Sur une table stérilisée à 75%alcool, utilisez des ciseaux chirurgicaux pour couper deux centimètres de peau de la bordure sternale inférieure de la souris et exposer le foie. Placez la souris et le coussin chauffant sur la base du support du cadre du corps et ajustez le montage d’imagerie d’organe de sorte que la ventouse puisse tenir le foie. Ensuite, utilisez une pression négative de 30 à 35 kilopascals pour l’aspiration de sorte que le foie se fixe à la tasse.
Pour configurer le microscope à balayage laser Multiphoton, allumez le microscope et sélectionnez l’objectif 60 X. Fixez le cadre et la souris sous l’objectif et ajoutez une goutte de solution saline normale à la tasse assez grande pour couvrir l’objectif.

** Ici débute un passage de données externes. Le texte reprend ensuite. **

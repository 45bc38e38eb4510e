use std::fmt::Write;

use crate::query::QueryAndParams;
use crate::types::RowValues;

use super::{Conjunction, Filter, Operator, WhereClause};

/// `SELECT` with optional filters, grouping, ordering and paging.
#[derive(Debug, Clone, PartialEq)]
pub struct Select {
    tables: Vec<String>,
    columns: Vec<String>,
    where_clause: WhereClause,
    group_by: Option<String>,
    having: Option<String>,
    order_by: Option<String>,
    limit: Option<u64>,
    offset: Option<u64>,
}

impl Select {
    #[allow(clippy::should_implement_trait)]
    pub fn from(table: impl Into<String>) -> Self {
        Self::from_tables([table.into()])
    }

    /// Cross join of several relations, e.g. `FROM a, b`.
    pub fn from_tables<I, S>(tables: I) -> Self
    where
        I: IntoIterator<Item = S>,
        S: Into<String>,
    {
        Self {
            tables: tables.into_iter().map(Into::into).collect(),
            columns: Vec::new(),
            where_clause: WhereClause::default(),
            group_by: None,
            having: None,
            order_by: None,
            limit: None,
            offset: None,
        }
    }

    /// Columns or expressions to return; `*` when never called.
    #[must_use]
    pub fn columns<I, S>(mut self, columns: I) -> Self
    where
        I: IntoIterator<Item = S>,
        S: Into<String>,
    {
        self.columns.extend(columns.into_iter().map(Into::into));
        self
    }

    #[must_use]
    pub fn column(mut self, column: impl Into<String>) -> Self {
        self.columns.push(column.into());
        self
    }

    #[must_use]
    pub fn where_clause(mut self, raw: impl Into<String>) -> Self {
        self.where_clause.set_raw(raw);
        self
    }

    #[must_use]
    pub fn filter(
        mut self,
        column: impl Into<String>,
        op: Operator,
        value: impl Into<RowValues>,
    ) -> Self {
        self.where_clause.push(Filter::new(column, op, value));
        self
    }

    #[must_use]
    pub fn eq(self, column: impl Into<String>, value: impl Into<RowValues>) -> Self {
        self.filter(column, Operator::Eq, value)
    }

    #[must_use]
    pub fn conjunction(mut self, conjunction: Conjunction) -> Self {
        self.where_clause.set_conjunction(conjunction);
        self
    }

    #[must_use]
    pub fn group_by(mut self, group_by: impl Into<String>) -> Self {
        self.group_by = Some(group_by.into());
        self
    }

    #[must_use]
    pub fn having(mut self, having: impl Into<String>) -> Self {
        self.having = Some(having.into());
        self
    }

    /// Raw ordering, e.g. `"last_seen DESC"`.
    #[must_use]
    pub fn order_by(mut self, order_by: impl Into<String>) -> Self {
        self.order_by = Some(order_by.into());
        self
    }

    #[must_use]
    pub fn limit(mut self, limit: u64) -> Self {
        self.limit = Some(limit);
        self
    }

    #[must_use]
    pub fn offset(mut self, offset: u64) -> Self {
        self.offset = Some(offset);
        self
    }

    #[must_use]
    pub fn build(self) -> QueryAndParams {
        let columns = if self.columns.is_empty() {
            "*".to_owned()
        } else {
            self.columns.join(", ")
        };
        let mut query = format!("SELECT {columns} FROM {}", self.tables.join(", "));
        let mut params = Vec::new();
        self.where_clause.write_to(&mut query, &mut params);
        // Writing into a String cannot fail.
        if let Some(group_by) = self.group_by {
            let _ = write!(query, " GROUP BY {group_by}");
        }
        if let Some(having) = self.having {
            let _ = write!(query, " HAVING {having}");
        }
        if let Some(order_by) = self.order_by {
            let _ = write!(query, " ORDER BY {order_by}");
        }
        if let Some(limit) = self.limit {
            let _ = write!(query, " LIMIT {limit}");
        }
        if let Some(offset) = self.offset {
            let _ = write!(query, " OFFSET {offset}");
        }
        QueryAndParams::new(query, params)
    }
}
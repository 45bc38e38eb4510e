use std::sync::mpsc::Receiver;

use tokio_util::sync::CancellationToken;

use crate::error::CacheDbError;
use crate::sqlite::connection::{SharedVersion, StoreState, open_store};

use super::channel::{BoxedCallback, BoxedResponse, Command};

/// Worker loop: owns the store and executes commands in arrival order.
pub(super) fn run_cachedb_worker(
    receiver: &Receiver<Command>,
    version: &SharedVersion,
    cancel: &CancellationToken,
) {
    let mut store: Option<StoreState> = None;

    while let Ok(command) = receiver.recv() {
        if cancel.is_cancelled() && command.is_detached() {
            tracing::debug!("skipping detached command queued before close");
            continue;
        }
        match command {
            Command::Shutdown => break,
            Command::Open {
                options,
                respond_to,
            } => {
                if store.is_some() {
                    respond_to.send(Err(CacheDbError::ConnectionError(
                        "store already open".into(),
                    )));
                    continue;
                }
                match open_store(options, version.clone()) {
                    Ok(state) => {
                        store = Some(state);
                        respond_to.send(Ok(()));
                    }
                    Err(err) => {
                        tracing::error!(error = %err, "failed to open store");
                        respond_to.send(Err(err));
                    }
                }
            }
            Command::Close { respond_to } => {
                let result = with_store(&mut store, StoreState::close);
                respond_to.send(result);
                // The connection is gone; nothing further can run here.
                break;
            }
            Command::InitialBegin { respond_to } => {
                respond_to.send(with_store(&mut store, StoreState::begin_initial));
            }
            Command::Read {
                context,
                sql,
                params,
                respond_to,
            } => {
                respond_to.send(with_store(&mut store, |s| {
                    s.execute_read(&context, &sql, &params)
                }));
            }
            Command::FetchOne {
                context,
                sql,
                params,
                respond_to,
            } => {
                respond_to.send(with_store(&mut store, |s| {
                    s.fetch_one(&context, &sql, &params)
                }));
            }
            Command::Write {
                context,
                sql,
                params,
                respond_to,
            } => {
                respond_to.send(with_store(&mut store, |s| {
                    s.execute_write(&context, &sql, &params)
                }));
            }
            Command::WriteMany {
                context,
                sql,
                rows,
                respond_to,
            } => {
                respond_to.send(with_store(&mut store, |s| {
                    s.execute_many(&context, &sql, &rows)
                }));
            }
            Command::Script {
                context,
                sql,
                respond_to,
            } => {
                respond_to.send(with_store(&mut store, |s| s.execute_script(&context, &sql)));
            }
            Command::Commit {
                vacuum,
                exiting,
                respond_to,
            } => {
                respond_to.send(with_store(&mut store, |s| s.commit(vacuum, exiting)));
            }
            Command::WriteVersion {
                context,
                version,
                respond_to,
            } => {
                respond_to.send(with_store(&mut store, |s| {
                    s.write_version(&context, version)
                }));
            }
            Command::CleanDb {
                context,
                vacuum,
                exiting,
                respond_to,
            } => {
                respond_to.send(with_store(&mut store, |s| {
                    s.clean_db(&context, vacuum, exiting)
                }));
            }
            Command::Size {
                context,
                table,
                respond_to,
            } => {
                respond_to.send(with_store(&mut store, |s| s.size(&context, &table)));
            }
            Command::Stats { respond_to } => {
                respond_to.send(with_store(&mut store, |s| Ok(s.tx_stats())));
            }
            Command::SetShowSql {
                show_sql,
                respond_to,
            } => {
                respond_to.send(with_store(&mut store, |s| {
                    s.set_show_sql(show_sql);
                    Ok(())
                }));
            }
            Command::WithConnection {
                callback,
                respond_to,
            } => {
                let _ = respond_to.send(run_custom_callback(&mut store, callback));
            }
        }
    }

    if let Some(mut state) = store.take() {
        if state.conn().is_ok() {
            tracing::info!("worker shutting down with the store still open");
            if let Err(err) = state.close() {
                tracing::warn!(error = %err, "failed to close store on shutdown");
            }
        }
    }
    tracing::debug!("cachedb worker stopped");
}

fn with_store<T>(
    store: &mut Option<StoreState>,
    action: impl FnOnce(&mut StoreState) -> Result<T, CacheDbError>,
) -> Result<T, CacheDbError> {
    match store.as_mut() {
        Some(state) => action(state),
        None => Err(CacheDbError::ConnectionError("store is not open".into())),
    }
}

fn run_custom_callback(store: &mut Option<StoreState>, callback: BoxedCallback) -> BoxedResponse {
    with_store(store, |state| {
        let conn = state.conn_mut()?;
        callback(conn)
    })
}
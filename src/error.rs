use thiserror::Error;

use rusqlite::ErrorCode;

#[derive(Debug, Error)]
pub enum CacheDbError {
    #[error(transparent)]
    SqliteError(#[from] rusqlite::Error),

    #[error("Configuration error: {0}")]
    ConfigError(String),

    #[error("Corrupted store: {0}")]
    CorruptedStore(String),

    #[error("Store busy: {0}")]
    Contention(String),

    #[error("Invalid version value: {version} > the latest {latest}")]
    InvalidVersion { version: i64, latest: i64 },

    #[error("Connection error: {0}")]
    ConnectionError(String),

    #[error("Parameter error: {0}")]
    ParameterError(String),

    #[error("SQL execution error: {0}")]
    ExecutionError(String),
}

impl CacheDbError {
    /// Classify a raw `rusqlite` failure, splitting lock contention off from
    /// ordinary execution errors.
    #[must_use]
    pub fn from_sqlite(err: rusqlite::Error) -> Self {
        if is_busy(&err) {
            CacheDbError::Contention(err.to_string())
        } else {
            CacheDbError::SqliteError(err)
        }
    }

    /// True when another writer held the store past the busy timeout.
    #[must_use]
    pub fn is_contention(&self) -> bool {
        match self {
            CacheDbError::Contention(_) => true,
            CacheDbError::SqliteError(err) => is_busy(err),
            _ => false,
        }
    }

    /// True when the store should be rebuilt rather than retried.
    #[must_use]
    pub fn is_corruption(&self) -> bool {
        matches!(self, CacheDbError::CorruptedStore(_))
    }
}

pub(crate) fn is_busy(err: &rusqlite::Error) -> bool {
    matches!(
        err.sqlite_error_code(),
        Some(ErrorCode::DatabaseBusy | ErrorCode::DatabaseLocked)
    )
}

Ajustez l’objectif de sorte que l’objectif touche juste la solution saline normale et allumer le logiciel laser.
Allumez le laser et appuyez et maintenez le bouton d’alimentation et l’obturateur pendant trois secondes. Ensuite, démarrez le logiciel d’exploitation au microscope et réglez le laser à 800 nanomètres. Pour régler le contrôle d’acquisition d’image, cliquez sur l’interrupteur fluorescent et éteignez les lumières de la pièce et de l’équipement.
Ouvrez l’obturateur de voie lumineuse sur le microscope et faites pivoter le filtre de fluorescence à la quatrième vitesse. Tirez sur les deux leviers de l’interrupteur optique et en regardant à travers le morceau d’oeil, utilisez le cours et fine mise au point quasi spirales pour ajuster la longueur focale. Utilisez ensuite les axes X Y pour ajuster le champ de vision pour localiser la zone cible.
Pour l’imagerie, éteignez l’interrupteur fluorescent du logiciel et passez le filtre fluorescent au deuxième engrenage. Poussez les deux leviers du commutateur optique et cliquez sur les temps de mise au point deux pour prévisualiser la zone cible ajuster les paramètres d’acquisition et les paramètres de contrôle d’acquisition d’image et le contrôle de la presse plus C pour ajuster le gain de haute tension et compenser. Cliquez sur arrêter pour arrêter l’aperçu, cliquez sur le bouton X Y pour numériser en deux dimensions et cliquez sur enregistrer.
Sélectionnez une région et cliquez sur la profondeur et l’aperçu pour sélectionner les ensembles de fin et de démarrage dans les paramètres du microscope. Numérisez des images 3D et enregistrez. Après numérisation, sélectionnez l’heure de clic d’une région et ajustez les autres paramètres d’acquisition et les paramètres contrôlés par l’acquisition d’images.
Puis numérisez à travers les différentes tranches et économisez pour obtenir le film d’image résultant. Ici, la visualisation de la distribution des vaisseaux sanguins dans le foie à l’aide de microscopie multi photons comme démontré, peut être observée. Ce vaisseau sanguin est divisé en une pluralité de branches émanant d’un tronc et distribués dans l’espace environnant.
La circonférence externe du vaisseau sanguin peut être observée en rouge tandis que la cavité intérieure est sombre, comme on l’observe dans la vidéo des objets non rouges se déplaçant à l’intérieur des vaisseaux pourraient être des cellules. L’obscurité du tissu observée dans cette vidéo est probablement due au fait que le foie n’a pas été réparé bien au fil du temps. Il est important de se rappeler que la façon dont le foie sans cicatrice est fixé, affecte la stabilité de l’image.
Cette méthodologie peut également être appliquée à la position d’autres structures dans le foie pour l’observation directe de la distribution ou des changements dans des structures de travail spécifiques d’intérêt.